|Van Kessel, Andrew|
Submitted to: Biomed Central (BMC) Genomics
Publication Type: Peer Reviewed Journal
Publication Acceptance Date: 7/5/2007
Publication Date: 7/5/2007
Publication URL: http://www.biomedcentral.com/1471-2164/8/215
Citation: Chowdhury, S.R., King, D.E., Willing, B.P., Band, M.R., Beever, J.E., Lane, A.B., Loor, J.J., Marini, J.C., Rund, L.A., Schook, L.B., Van Kessel, A.G., Gaskins, H.R. 2007. Transcriptome profiling of the small intestinal epithelium in germfree versus conventional piglets. Biomed Central (BMC) Genomics. 8:215. Interpretive Summary: The expression of different genes in the small intestine is regulated not only by the host animal, but by the microflora present. The microbiota induced the expression of genes involved in the immune system, in the production of mucines and in cell turnover in a piglet model. The intestinal epithelium maintains a physiological state of inflammation due to continuous microbial exposure.

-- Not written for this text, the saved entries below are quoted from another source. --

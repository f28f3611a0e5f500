//! The demo sink: an application-supplied [`MailHandler`] that parses
//! the raw message the library hands back and forwards it to a
//! configured webhook URL via HTTPS POST.
//!
//! This is not part of the embeddable library surface — it's the demo
//! binary's wiring, kept here as a complete, runnable example of how an
//! embedder plugs a `MailHandler` into `mail_gate::smtp`.

use anyhow::{Context, Result};
use async_trait::async_trait;
use bytes::Bytes;
use http_body_util::Full;
use hyper::Request;
use hyper_rustls::HttpsConnectorBuilder;
use hyper_util::client::legacy::{connect::HttpConnector, Client};
use hyper_util::rt::TokioExecutor;
use log::{error, info, warn};
use mailparse::{MailHeaderMap, ParsedMail};
use serde::{Deserialize, Serialize};

use crate::config::Config;
use crate::smtp::mail::{Mail, MailHandler};

type HttpsConn = hyper_rustls::HttpsConnector<HttpConnector>;
type WebhookHttpClient = Client<HttpsConn, Full<Bytes>>;

/// The JSON payload posted to the configured webhook URL.
#[derive(Debug, Clone, Serialize, Deserialize)]
pub struct EmailPayload {
    pub delivery_id: String,
    pub sender: String,
    pub recipient: String,
    pub subject: String,
    pub body: String,
    #[serde(skip_serializing_if = "Option::is_none")]
    pub html_body: Option<String>,
}

/// Forwards accepted mail to a webhook, filtering to the configured
/// target recipients first.
pub struct WebhookMailHandler {
    config: Config,
    client: WebhookHttpClient,
    user_agent: String,
}

impl WebhookMailHandler {
    pub fn new(config: Config) -> Self {
        let https = HttpsConnectorBuilder::new()
            .with_native_roots()
            .expect("failed to load native root certificates for hyper-rustls")
            .https_only()
            .enable_http1()
            .build();
        let client: WebhookHttpClient = Client::builder(TokioExecutor::new()).build(https);
        let user_agent = format!("{}/{}", env!("CARGO_PKG_NAME"), env!("CARGO_PKG_VERSION"));
        Self { config, client, user_agent }
    }

    async fn forward(&self, payload: EmailPayload) -> Result<()> {
        let json_body = serde_json::to_string(&payload)?;
        let request = Request::builder()
            .method(hyper::Method::POST)
            .uri(&self.config.webhook_url)
            .header("content-type", "application/json")
            .header("user-agent", &self.user_agent)
            .body(Full::new(Bytes::from(json_body)))?;

        let response = self.client.request(request).await?;
        let status = response.status();
        if status.is_success() {
            info!("forwarded email {} to webhook, status {status}", payload.delivery_id);
        } else {
            error!("webhook {} rejected email {} with status {status}", self.config.webhook_url, payload.delivery_id);
        }
        Ok(())
    }
}

#[async_trait]
impl MailHandler for WebhookMailHandler {
    async fn handle_mail(&self, mail: Mail) {
        let recipient = match mail
            .recipients
            .iter()
            .find(|r| self.config.target_emails.iter().any(|t| t.eq_ignore_ascii_case(r)))
        {
            Some(r) => r.clone(),
            None => {
                warn!("no configured target among recipients {:?}, dropping", mail.recipients);
                return;
            }
        };

        let (subject, body, html_body) = match parse_message(&mail.raw) {
            Ok(parts) => parts,
            Err(e) => {
                error!("failed to parse message from {}: {e:#}", mail.mail_from);
                return;
            }
        };

        let payload = EmailPayload {
            delivery_id: uuid::Uuid::new_v4().to_string(),
            sender: mail.mail_from.clone(),
            recipient,
            subject,
            body,
            html_body,
        };

        if let Err(e) = self.forward(payload).await {
            error!("failed to forward email from {}: {e:#}", mail.mail_from);
        }
    }
}

/// Extracts the subject and a plain-text body from a raw message,
/// preferring a `text/plain` part and falling back to `text/html`
/// rendered through `html2text` when only HTML is present.
fn parse_message(raw: &[u8]) -> Result<(String, String, Option<String>)> {
    let parsed = mailparse::parse_mail(raw).context("parsing mime message")?;
    let subject = parsed.headers.get_first_value("Subject").unwrap_or_default();

    let plain_part = find_part(&parsed, "text/plain");
    let html_part = find_part(&parsed, "text/html");

    let html_body = html_part.and_then(|p| p.get_body().ok());

    let body = match (&plain_part, &html_body) {
        (Some(plain), _) => plain.get_body().context("decoding text/plain body")?,
        (None, Some(html)) => html2text::from_read(html.as_bytes(), 80)
            .context("converting html body to plain text")?,
        (None, None) => parsed.get_body().context("decoding message body")?,
    };

    Ok((subject, body, html_body))
}

fn find_part<'a>(parsed: &'a ParsedMail<'a>, mimetype: &str) -> Option<&'a ParsedMail<'a>> {
    if parsed.ctype.mimetype.eq_ignore_ascii_case(mimetype) {
        return Some(parsed);
    }
    for sub in &parsed.subparts {
        if let Some(found) = find_part(sub, mimetype) {
            return Some(found);
        }
    }
    None
}

#[cfg(test)]
mod tests {
    use super::*;

    #[test]
    fn parses_plain_text_message() {
        let raw = b"Subject: hello\r\nContent-Type: text/plain\r\n\r\nhi there";
        let (subject, body, html) = parse_message(raw).unwrap();
        assert_eq!(subject, "hello");
        assert_eq!(body.trim(), "hi there");
        assert!(html.is_none());
    }

    #[test]
    fn falls_back_to_html2text_when_only_html_present() {
        let raw = b"Subject: hi\r\nContent-Type: text/html\r\n\r\n<p>hello <b>world</b></p>";
        let (subject, body, html) = parse_message(raw).unwrap();
        assert_eq!(subject, "hi");
        assert!(body.contains("hello"));
        assert!(body.contains("world"));
        assert!(html.is_some());
    }

    #[test]
    fn prefers_plain_part_in_multipart_alternative() {
        let raw = b"Subject: multi\r\nContent-Type: multipart/alternative; boundary=xyz\r\n\r\n--xyz\r\nContent-Type: text/plain\r\n\r\nplain body\r\n--xyz\r\nContent-Type: text/html\r\n\r\n<p>html body</p>\r\n--xyz--\r\n";
        let (subject, body, html) = parse_message(raw).unwrap();
        assert_eq!(subject, "multi");
        assert_eq!(body.trim(), "plain body");
        assert!(html.unwrap().contains("html body"));
    }
}
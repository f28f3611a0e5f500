//! Per-connection SMTP conversation state and the command dispatcher.
//!
//! Since SMTP requests arrive as a series of packets rather than all at
//! once, this is a struct tracking an in-progress conversation plus the
//! logic that advances it one packet at a time.

use std::net::{IpAddr, SocketAddr};

use crate::smtp::body::{BodyAccumulator, BodyAppend};
use crate::smtp::log_handler::LogLevel;
use crate::smtp::mail::Mail;
use crate::smtp::response::{self, Response};
use crate::smtp::spf::SpfResult;
use crate::smtp::tokenizer::{arg_split, find_email_in_line};
use crate::smtp::ListenConfig;

const CRLF: &str = "\r\n";

pub struct Session {
    sender_ip: IpAddr,
    sender_addr: SocketAddr,
    said_hello: bool,
    extended: bool,
    hello_from: String,
    mail_from: String,
    recipients: Vec<String>,
    body_started: bool,
    body_completed: bool,
    body: BodyAccumulator,
    spf_result: SpfResult,
}

impl Session {
    pub fn new(sender_addr: SocketAddr) -> Self {
        Session {
            sender_ip: sender_addr.ip(),
            sender_addr,
            said_hello: false,
            extended: false,
            hello_from: String::new(),
            mail_from: String::new(),
            recipients: Vec::new(),
            body_started: false,
            body_completed: false,
            body: BodyAccumulator::new(),
            spf_result: SpfResult::None,
        }
    }

    /// Resets every field back to its starting value except the
    /// connection's remote address, which doesn't change across a
    /// RSET or a STARTTLS re-greet.
    pub fn reset(&mut self) {
        self.said_hello = false;
        self.extended = false;
        self.hello_from.clear();
        self.mail_from.clear();
        self.recipients.clear();
        self.body_started = false;
        self.body_completed = false;
        self.body = BodyAccumulator::new();
        self.spf_result = SpfResult::None;
    }

    /// Advances the conversation by one packet, returning the reply to
    /// send (or [`response::res_blank`] if none should be sent yet).
    pub async fn handle_req(&mut self, packet: &[u8], cfg: &ListenConfig) -> Response {
        if self.body_started && !self.body_completed {
            return self.handle_body(packet, cfg).await;
        }

        let req = String::from_utf8_lossy(packet);

        // Command-phase packets must contain exactly one CRLF, at the
        // end. A body-phase packet is handled above, before this gate,
        // since a full multi-line body legitimately contains many.
        match req.find(CRLF) {
            Some(idx) if idx == req.len() - 2 => {}
            _ => return response::res_invalid_crlf(),
        }

        let trimmed = req.trim_end_matches(CRLF);
        let args = arg_split(trimmed);
        if args.is_empty() {
            return response::res_noop();
        }

        let cmd = args[0].to_uppercase();
        if cmd == "MAIL" && args.len() > 1 && args[1].to_uppercase() == "FROM" {
            return self.handle_mail_from(trimmed, &args, cfg).await;
        }
        if cmd == "RCPT" && args.len() > 1 && args[1].to_uppercase() == "TO" {
            return self.handle_rcpt_to(trimmed, &args, cfg);
        }

        match cmd.as_str() {
            "EHLO" => self.handle_ehlo(&args, cfg),
            "HELO" => self.handle_helo(&args),
            "DATA" => self.handle_data(),
            "QUIT" => response::res_bye(),
            "RSET" => {
                self.reset();
                response::res_reset()
            }
            "VRFY" | "EXPN" | "HELP" | "AUTH" => response::res_cmd_disabled(),
            "NOOP" => response::res_noop(),
            "TURN" | "SEND" | "SAML" | "RELAY" | "SOML" | "TLS" | "STARTSSL" => {
                response::res_cmd_obsolete()
            }
            "STARTTLS" => response::res_conn_upgrade(),
            _ => response::res_unknown_cmd(),
        }
    }

    fn handle_helo(&mut self, args: &[String]) -> Response {
        if self.said_hello {
            return response::res_invalid_sequence();
        }
        if args.len() != 2 || args[1].is_empty() {
            return response::res_invalid_arg_num();
        }
        self.hello_from = args[1].trim().to_string();
        self.said_hello = true;
        response::res_hello().with_msg(format!("Hello {}", self.hello_from))
    }

    fn handle_ehlo(&mut self, args: &[String], cfg: &ListenConfig) -> Response {
        self.extended = true;
        if self.said_hello {
            return response::res_invalid_sequence();
        }
        if args.len() != 2 || args[1].is_empty() {
            return response::res_invalid_arg_num();
        }
        self.hello_from = args[1].trim().to_string();
        self.said_hello = true;
        response::res_hello()
            .with_msg(format!("Hello {}", self.hello_from))
            .with_ext_msgs(vec!["STARTTLS".into(), format!("SIZE {}", cfg.max_msg_size)])
    }

    async fn handle_mail_from(&mut self, req: &str, args: &[String], cfg: &ListenConfig) -> Response {
        if !self.said_hello || !self.mail_from.is_empty() {
            return response::res_invalid_sequence();
        }
        if args.len() < 3 {
            return response::res_invalid_arg_num();
        }
        let email = match find_email_in_line(req) {
            Some(email) => email,
            None => return response::res_cant_parse_addr(),
        };
        let sender_domain = match email.split_once('@') {
            Some((_, domain)) => domain,
            None => return response::res_cant_parse_addr(),
        };
        match cfg.spf_checker.check_host(self.sender_ip, sender_domain).await {
            Ok(result) => self.spf_result = result,
            Err(e) => {
                cfg.log_handler.log(LogLevel::Error, &format!("failed to check spf: {e}"));
                return response::res_spf_err();
            }
        }
        if self.spf_result == SpfResult::Fail {
            return response::res_spf_fail();
        }
        self.mail_from = email;
        response::res_accepting_mail_from().with_msg(format!("Accepting mail from {}", self.mail_from))
    }

    fn handle_rcpt_to(&mut self, req: &str, args: &[String], cfg: &ListenConfig) -> Response {
        if !self.said_hello || self.mail_from.is_empty() {
            return response::res_invalid_sequence();
        }
        if args.len() < 3 {
            return response::res_invalid_arg_num();
        }
        let email = match find_email_in_line(req) {
            Some(email) => email,
            None => return response::res_cant_parse_addr(),
        };
        if let Some(domains) = &cfg.domains {
            let domain = match email.split_once('@') {
                Some((_, domain)) => domain,
                None => return response::res_cant_parse_addr(),
            };
            if !domains.iter().any(|d| d == domain) {
                return response::res_not_local();
            }
        }
        self.recipients.push(email.clone());
        response::res_rcpt_added().with_msg(format!("Added recipient {email}"))
    }

    fn handle_data(&mut self) -> Response {
        if self.body_started || self.recipients.is_empty() || self.mail_from.is_empty() || !self.said_hello {
            return response::res_invalid_sequence();
        }
        self.body_started = true;
        response::res_start_mail()
    }

    async fn handle_body(&mut self, packet: &[u8], cfg: &ListenConfig) -> Response {
        match self.body.append(packet, cfg.max_msg_size) {
            BodyAppend::Incomplete => response::res_blank(),
            BodyAppend::TooBig => {
                self.body_completed = true;
                response::res_msg_too_big()
            }
            BodyAppend::Complete(raw) => {
                self.body_completed = true;
                let mail = Mail {
                    sender_addr: self.sender_addr,
                    mail_from: self.mail_from.clone(),
                    recipients: self.recipients.clone(),
                    raw,
                    spf_result: self.spf_result,
                };
                cfg.mail_handler.handle_mail(mail).await;
                response::res_mail_accepted()
            }
        }
    }
}
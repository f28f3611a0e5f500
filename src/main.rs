use log::error;

#[tokio::main]
async fn main() {
    env_logger::init_from_env(env_logger::Env::default().filter_or(env_logger::DEFAULT_FILTER_ENV, "info"));

    if let Err(e) = mail_gate::run().await {
        error!("application error: {e:#}");
        std::process::exit(1);
    }
}
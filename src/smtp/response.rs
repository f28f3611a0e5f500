//! The canonical table of protocol replies.
//!
//! No handler builds a reply ad hoc; every reply in the dispatcher and
//! connection driver comes from one of the functions below, optionally
//! customized with [`Response::with_msg`] / [`Response::with_ext_msgs`]
//! so dynamic content (the HELO echo, an address) can be inlined while
//! the status code and flags stay fixed.

/// One SMTP reply: a status code, primary text, optional continuation
/// lines, and the three flags the connection driver acts on.
#[derive(Debug, Clone, PartialEq, Eq)]
pub struct Response {
    pub status_code: u16,
    pub msg: String,
    pub ext_msgs: Vec<String>,
    /// Whether the driver should write this reply at all. `res_blank`
    /// is the only response with this false — mid-DATA packets that
    /// haven't hit the terminator yet get no reply.
    pub respond: bool,
    /// Whether the connection stays open after this reply.
    pub keep_alive: bool,
    /// Whether the driver should perform a TLS handshake after sending
    /// this reply.
    pub upgrade_to_tls: bool,
}

impl Response {
    fn new(status_code: u16, keep_alive: bool, upgrade_to_tls: bool) -> Self {
        Response {
            status_code,
            msg: String::new(),
            ext_msgs: Vec::new(),
            respond: true,
            keep_alive,
            upgrade_to_tls,
        }
    }

    /// Returns a copy of this response with `msg` replaced.
    pub fn with_msg(&self, msg: impl Into<String>) -> Self {
        let mut r = self.clone();
        r.msg = msg.into();
        r
    }

    /// Returns a copy of this response with `ext_msgs` replaced.
    pub fn with_ext_msgs(&self, ext_msgs: Vec<String>) -> Self {
        let mut r = self.clone();
        r.ext_msgs = ext_msgs;
        r
    }

    /// Renders this response as the wire bytes the client expects:
    /// `NNN-text\r\n` for every line but the last, `NNN text\r\n` for
    /// the last.
    pub fn render(&self) -> String {
        if self.ext_msgs.is_empty() {
            return format!("{} {}\r\n", self.status_code, self.msg);
        }
        let mut lines = Vec::with_capacity(1 + self.ext_msgs.len());
        lines.push(self.msg.as_str());
        lines.extend(self.ext_msgs.iter().map(String::as_str));
        let last = lines.len() - 1;
        let mut out = String::new();
        for (i, line) in lines.iter().enumerate() {
            if i == last {
                out.push_str(&format!("{} {}\r\n", self.status_code, line));
            } else {
                out.push_str(&format!("{}-{}\r\n", self.status_code, line));
            }
        }
        out
    }
}

pub const CODE_READY: u16 = 220;
pub const CODE_BYE: u16 = 221;
pub const CODE_OK: u16 = 250;
pub const CODE_START_MAIL: u16 = 354;
pub const CODE_ACTION_ABORTED: u16 = 451;
pub const CODE_SYNTAX_ERR: u16 = 500;
pub const CODE_ARG_SYNTAX_ERR: u16 = 501;
pub const CODE_NOT_IMPLEMENTED: u16 = 502;
pub const CODE_AUTH_FAILURE: u16 = 535;
pub const CODE_NOT_LOCAL: u16 = 550;
pub const CODE_ACTION_NOT_TAKEN: u16 = 550;
pub const CODE_MSG_TOO_BIG: u16 = 552;

pub fn res_greeting() -> Response {
    Response::new(CODE_READY, true, false).with_msg("ESMTP Service Ready")
}

pub fn res_hello() -> Response {
    Response::new(CODE_OK, true, false).with_msg("Hello")
}

pub fn res_invalid_crlf() -> Response {
    Response::new(CODE_SYNTAX_ERR, true, false)
        .with_msg("Syntax error: invalid crlf")
        .with_ext_msgs(vec!["Crlf must only occur once at end of each request".into()])
}

pub fn res_unknown_cmd() -> Response {
    Response::new(CODE_SYNTAX_ERR, true, false).with_msg("Syntax error: unknown command")
}

pub fn res_invalid_arg_num() -> Response {
    Response::new(CODE_SYNTAX_ERR, true, false).with_msg("Syntax error: invalid number of arguments")
}

pub fn res_cmd_obsolete() -> Response {
    Response::new(CODE_NOT_IMPLEMENTED, true, false).with_msg("Command not implemented: command obsolete")
}

pub fn res_cmd_disabled() -> Response {
    Response::new(CODE_NOT_IMPLEMENTED, true, false).with_msg("Command not implemented: command disabled")
}

pub fn res_cant_parse_addr() -> Response {
    Response::new(CODE_SYNTAX_ERR, true, false)
        .with_msg("Syntax error: unable to parse valid email address from message")
}

pub fn res_noop() -> Response {
    Response::new(CODE_OK, true, false).with_msg("No operation")
}

pub fn res_pkt_too_big() -> Response {
    Response::new(CODE_SYNTAX_ERR, true, false).with_msg("Syntax error: packet too big")
}

pub fn res_bye() -> Response {
    Response::new(CODE_BYE, false, false).with_msg("Goodbye")
}

pub fn res_reset() -> Response {
    Response::new(CODE_OK, true, false).with_msg("Session reset")
}

/// Carries status code 250 (OK), not the 503 a strict reading of RFC
/// 5321 might suggest — callers rely on this exact code for an
/// out-of-sequence command.
pub fn res_invalid_sequence() -> Response {
    Response::new(CODE_OK, true, false).with_msg("Invalid command sequence")
}

pub fn res_accepting_mail_from() -> Response {
    Response::new(CODE_OK, true, false).with_msg("Accepting mail")
}

pub fn res_rcpt_added() -> Response {
    Response::new(CODE_OK, true, false).with_msg("Added recipient")
}

pub fn res_mail_accepted() -> Response {
    Response::new(CODE_OK, true, false).with_msg("Mail accepted")
}

pub fn res_start_mail() -> Response {
    Response::new(CODE_START_MAIL, true, false).with_msg("Start mail")
}

/// Sentinel for "send nothing, keep reading" — mid-DATA packets that
/// haven't reached the `<CRLF>.<CRLF>` terminator yet.
pub fn res_blank() -> Response {
    Response {
        status_code: 0,
        msg: String::new(),
        ext_msgs: Vec::new(),
        respond: false,
        keep_alive: true,
        upgrade_to_tls: false,
    }
}

pub fn res_spf_err() -> Response {
    Response::new(CODE_ACTION_ABORTED, true, false).with_msg("Spf check error")
}

pub fn res_spf_fail() -> Response {
    Response::new(CODE_ACTION_NOT_TAKEN, true, false).with_msg("Spf check failed")
}

pub fn res_conn_upgrade() -> Response {
    Response::new(CODE_READY, true, true).with_msg("Ready for tls upgrade")
}

pub fn res_no_tls() -> Response {
    Response::new(CODE_NOT_IMPLEMENTED, true, false).with_msg("Command not implemented: tls not available")
}

pub fn res_failed_tls() -> Response {
    Response::new(CODE_AUTH_FAILURE, true, false).with_msg("Tls handshake failed")
}

pub fn res_msg_too_big() -> Response {
    Response::new(CODE_MSG_TOO_BIG, true, false).with_msg("Message too big")
}

pub fn res_not_local() -> Response {
    Response::new(CODE_NOT_LOCAL, true, false).with_msg("User not local")
}

/// Reserved for when real DKIM verification replaces the stub; see
/// [`crate::smtp::body`].
pub fn res_dkim_failed() -> Response {
    Response::new(CODE_ACTION_NOT_TAKEN, true, false).with_msg("Dkim authentication failed")
}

Technical Abstract: To gain insight into host-microbe interactions in a piglet model, a functional genomics approach was used to address the working hypothesis that transcriptionally regulated genes associated with promoting epithelial barrier function are activated as a defensive response to the intestinal microbiota. Cesarean-derived germfree (GF) newborn piglets were colonized with adult swine feces, and villus and crypt epithelial cell transcriptomes from colonized and GF neonatal piglets were compared using laser-capture microdissection and high-density porcine oligonucleotide microarray technology. Consistent with our hypothesis, resident microbiota induced the expression of genes contributing to intestinal epithelial cell turnover, mucus biosynthesis, and priming of the immune system. Furthermore, differential expression of genes associated with antigen presentation (pan SLA class I, B2M, TAP1 and TAPBP) demonstrated that microbiota induced immune responses using a distinct regulatory mechanism common for these genes. Specifically, gene network analysis revealed that microbial colonization activated both type I (IFNAR) and type II (IFNGR) interferon receptor mediated signaling cascades leading to enhanced expression of signal transducer and activator of transcription 1 (STAT1), STAT2 and IFN regulatory factor 7 (IRF7) transcription factors and the induction of IFN-inducible genes as a reflection of intestinal epithelial inflammation. In addition, activated RNA expression of NF-kappa-B inhibitor alpha (NF'BIA; a.k.a I-kappa-B-alpha, IKBa) and toll interacting protein (TOLLIP), both inhibitors of inflammation, along with downregulated expression of the immunoregulatory transcription factor GATA binding protein-1 (GATA1) is consistent with the maintenance of intestinal homeostasis. This study supports the concept that the intestinal epithelium has evolved to maintain a physiological state of inflammation with respect to continuous microbial exposure, which serves to sustain a tight intestinal barrier while preventing overt inflammatory responses that would compromise barrier function.